HCMC, more influenced by foreign cultures than Hanoi – particularly American and French – has a more spontaneous and open feel to it. Innovation is king and young trendsetters lead the way, alongside thriving tech-minded entrepreneurs and booming businesses.

Which is best for food?

You won’t struggle to find cheap, local culinary delights in either Hanoi or HCMC – street food is ubiquitous and, on the whole, mouth-watering in both cities. Hanoi is the home of pho (noodle soup), Vietnam’s national dish, which you can get on just about any street corner for as little as a dollar.

The street food in HCMC is just as readily available as up north, but tends to be slightly sweeter. Fantastic smells waft through the side streets of both these foodie-heaven cities, and there’s a lot more to tempt your palate than just banh mi (filled baguettes) and pho.

Café culture, a hangover from the French, permeates both cities too; in HCMC the coffee is sweeter and not quite as punchy as the equivalent brews in Hanoi.

Both cities have an astounding array of international cuisine, though HCMC just about trumps Hanoi on the breadth and quality of choices, as well as for upmarket restaurants.

What about nightlife?

The Vietnamese government is cracking down on venues opening after midnight, so several establishments close earlier than they used to.

HCMC has managed to retain far more late-night options than its northern sister, though a handful of Hanoi bars still manage to stay open until the last punter leaves (or passes out). The narrow streets of Hanoi’s Old Quarter come to life at night, with thousands of locals and tourists alike flooding the alleyways, consuming cheap drinks on tiny plastic stools while snacking on steaming plates of barbequed pork and fried chicken feet.

Many of the bars in HCMC have live music at the weekend, and it’s certainly the place to be for classy cocktail lounges. If you’re looking for a refined evening out, or for a club with air conditioning where you can party till the small hours, HCMC is your best bet.

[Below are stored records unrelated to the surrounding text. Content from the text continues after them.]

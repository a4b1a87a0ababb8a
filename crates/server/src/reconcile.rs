//! Consistency reconciler.
//!
//! Repairs drift between the metadata store and the blob store: uploads,
//! deletes, and manual intervention can each partially fail on one side.
//! Only the `files/` namespace is examined; in-flight session chunks live
//! under `chunks/` and are invisible to this pass.

use crate::error::ApiResult;
use depot_core::keys::FILE_PREFIX;
use depot_metadata::MetadataStore;
use depot_storage::{ListingOptions, ListingResume, ObjectStore};
use futures::StreamExt;
use serde::Serialize;
use std::collections::{HashMap, HashSet};
use uuid::Uuid;

/// Options for one reconciliation pass.
#[derive(Clone, Copy, Debug, Default)]
pub struct ReconcileOptions {
    /// Delete orphaned blobs from storage. Off by default: a read-like pass
    /// must never destroy storage data implicitly.
    pub delete_orphans: bool,
}

/// A blob with no owning metadata record.
#[derive(Clone, Debug, Serialize)]
pub struct OrphanedBlob {
    pub storage_key: String,
    pub size_bytes: u64,
}

/// A metadata record whose blob does not exist.
#[derive(Clone, Debug, Serialize)]
pub struct MissingBlob {
    pub file_id: Uuid,
    pub file_name: String,
    pub storage_key: String,
}

/// A record whose recorded size disagreed with the blob's actual size.
#[derive(Clone, Debug, Serialize)]
pub struct SizeCorrection {
    pub file_id: Uuid,
    pub storage_key: String,
    pub recorded_size: i64,
    pub actual_size: u64,
}

/// A per-item failure captured during the pass.
#[derive(Clone, Debug, Serialize)]
pub struct ReconcileItemError {
    /// Storage key or file ID of the item that failed.
    pub item: String,
    pub error: String,
}

/// Full report of one reconciliation pass. Ephemeral, never persisted.
#[derive(Clone, Debug, Default, Serialize)]
pub struct ReconciliationReport {
    pub orphaned_blobs: Vec<OrphanedBlob>,
    pub missing_blobs: Vec<MissingBlob>,
    pub size_corrected: Vec<SizeCorrection>,
    /// Keys of orphaned blobs actually deleted (only when opted in).
    pub deleted_orphans: Vec<String>,
    pub errors: Vec<ReconcileItemError>,
}

impl ReconciliationReport {
    pub fn orphaned_count(&self) -> usize {
        self.orphaned_blobs.len()
    }
    pub fn missing_count(&self) -> usize {
        self.missing_blobs.len()
    }
    pub fn size_corrected_count(&self) -> usize {
        self.size_corrected.len()
    }
    pub fn deleted_orphan_count(&self) -> usize {
        self.deleted_orphans.len()
    }
}

/// Run one reconciliation pass.
///
/// Individual record failures are collected into the report rather than
/// aborting the pass; only a failure to enumerate either store at all is a
/// hard error.
#[tracing::instrument(skip(storage, metadata, options))]
pub async fn reconcile(
    storage: &dyn ObjectStore,
    metadata: &dyn MetadataStore,
    options: ReconcileOptions,
) -> ApiResult<ReconciliationReport> {
    crate::metrics::RECONCILE_RUNS.inc();

    // Phase 1: accumulate the complete blob listing before comparing.
    // Continuation tokens are followed page by page; the comparison itself
    // runs over the full in-memory set.
    let blob_sizes = collect_file_blobs(storage).await?;

    // Phase 2: enumerate metadata records.
    let records = metadata.list_files().await?;

    let mut report = ReconciliationReport::default();

    // Phase 3: walk records, classifying missing blobs and size drift.
    let mut claimed: HashSet<&str> = HashSet::with_capacity(records.len());
    for record in &records {
        claimed.insert(record.storage_key.as_str());

        match blob_sizes.get(record.storage_key.as_str()) {
            None => {
                // Record claims a blob that does not exist: unrecoverable,
                // remove the record and its assignments outright.
                match metadata.delete_file_transactional(record.file_id).await {
                    Ok(()) => {
                        tracing::warn!(
                            file_id = %record.file_id,
                            storage_key = %record.storage_key,
                            "Removed metadata record with no backing blob"
                        );
                        report.missing_blobs.push(MissingBlob {
                            file_id: record.file_id,
                            file_name: record.file_name.clone(),
                            storage_key: record.storage_key.clone(),
                        });
                    }
                    Err(e) => {
                        report.errors.push(ReconcileItemError {
                            item: record.file_id.to_string(),
                            error: e.to_string(),
                        });
                    }
                }
            }
            Some(&actual_size) => {
                // Storage is ground truth for size.
                if record.size_bytes != actual_size as i64 {
                    match metadata
                        .update_file_size(record.file_id, actual_size as i64)
                        .await
                    {
                        Ok(()) => {
                            tracing::info!(
                                file_id = %record.file_id,
                                recorded = record.size_bytes,
                                actual = actual_size,
                                "Corrected recorded file size"
                            );
                            report.size_corrected.push(SizeCorrection {
                                file_id: record.file_id,
                                storage_key: record.storage_key.clone(),
                                recorded_size: record.size_bytes,
                                actual_size,
                            });
                        }
                        Err(e) => {
                            report.errors.push(ReconcileItemError {
                                item: record.file_id.to_string(),
                                error: e.to_string(),
                            });
                        }
                    }
                }
            }
        }
    }

    // Phase 4: blobs with no owning record.
    for (key, &size) in &blob_sizes {
        if claimed.contains(key.as_str()) {
            continue;
        }
        report.orphaned_blobs.push(OrphanedBlob {
            storage_key: key.clone(),
            size_bytes: size,
        });

        if options.delete_orphans {
            match storage.delete(key).await {
                Ok(()) => {
                    tracing::info!(storage_key = %key, "Deleted orphaned blob");
                    crate::metrics::RECONCILE_ORPHANS_DELETED.inc();
                    report.deleted_orphans.push(key.clone());
                }
                Err(e) if e.is_not_found() => {
                    // Already gone; nothing to do.
                    report.deleted_orphans.push(key.clone());
                }
                Err(e) => {
                    report.errors.push(ReconcileItemError {
                        item: key.clone(),
                        error: e.to_string(),
                    });
                }
            }
        }
    }

    tracing::info!(
        orphaned = report.orphaned_count(),
        missing = report.missing_count(),
        size_corrected = report.size_corrected_count(),
        deleted_orphans = report.deleted_orphan_count(),
        errors = report.errors.len(),
        "Reconciliation pass finished"
    );

    Ok(report)
}

/// Accumulate every blob under the `files/` prefix into a key -> size map,
/// following continuation tokens across pages.
async fn collect_file_blobs(storage: &dyn ObjectStore) -> ApiResult<HashMap<String, u64>> {
    let mut sizes = HashMap::new();
    let mut resume: Option<ListingResume> = None;

    loop {
        let mut pages = storage.list_pages(FILE_PREFIX, ListingOptions::default(), resume.take());
        let mut last_token = None;
        while let Some(page) = pages.next().await {
            let page = page?;
            for entry in page.entries {
                sizes.insert(entry.key, entry.size);
            }
            last_token = page.next_token;
        }
        drop(pages);

        // Streams normally run to exhaustion in one go; a trailing token
        // means the backend ended the stream early and wants resumption.
        match last_token {
            Some(token) if storage.listing_capabilities().resumable => {
                resume = Some(ListingResume::new(token));
            }
            _ => break,
        }
    }

    Ok(sizes)
}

For cheap booze and backpacker vibe, though the area around De Tham in HCMC is great, Hanoi has far more going for it for the laidback, on-a-shoestring traveller. If you didn’t pack your smart shoes, Hanoi is where you want to be.

Where should I shop?

Hanoi has the superior choice of crafts, silk accessories and handmade goods. Craftsmen specialize in wood-and stone-carvings, embroideries and lacquerware, the finest of which are on sale at the southern end of the Old Quarter.

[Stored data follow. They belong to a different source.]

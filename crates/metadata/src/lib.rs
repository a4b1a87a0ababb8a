//! Metadata store abstraction and SQLite implementation for depot.
//!
//! This crate provides the control-plane data model:
//! - Users and file-to-user assignments
//! - Logical file records pointing at blob storage keys
//! - Upload sessions and per-chunk receipt tracking

pub mod error;
pub mod models;
pub mod repos;
pub mod store;

pub use error::{MetadataError, MetadataResult};
pub use store::{MetadataStore, SqliteStore};

use depot_core::config::MetadataConfig;
use std::sync::Arc;

/// Create a metadata store from configuration.
pub async fn from_config(config: &MetadataConfig) -> MetadataResult<Arc<dyn MetadataStore>> {
    match config {
        MetadataConfig::Sqlite { path } => {
            let store = SqliteStore::new(path).await?;
            Ok(Arc::new(store) as Arc<dyn MetadataStore>)
        }
    }
}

HCMC offers a plethora of cheap souvenir options, such as at Ben Thanh market, or for upmarket boutiques try Dong Khoi. The southern city is also the king of the malls, with vast, modern air-conditioned edifices housing copious brand and designer shops – ideal for cooling off from the humid urban heat.

Where should I go to relax?

Hanoi has developed rapidly in recent years, with new skyscrapers hastily transforming the city’s skyline outside of the Old Quarter. Both cities have populations of around eight million, but people are more crammed into the smaller HCMC. That said, the pedestrianized streets of Hanoi’s Old Quarter can get so packed with people that during peak hours it can be difficult to move at all, and the city’s ceaseless noise can be too much for some.

Traffic in both cities is continuously hectic, with countless hooting scooters zipping about in a seemingly insane manner. The newer, wider streets of HCMC at least allow for more movement, but everything is relative ­– don’t expect a walk through town to be a peaceful meander.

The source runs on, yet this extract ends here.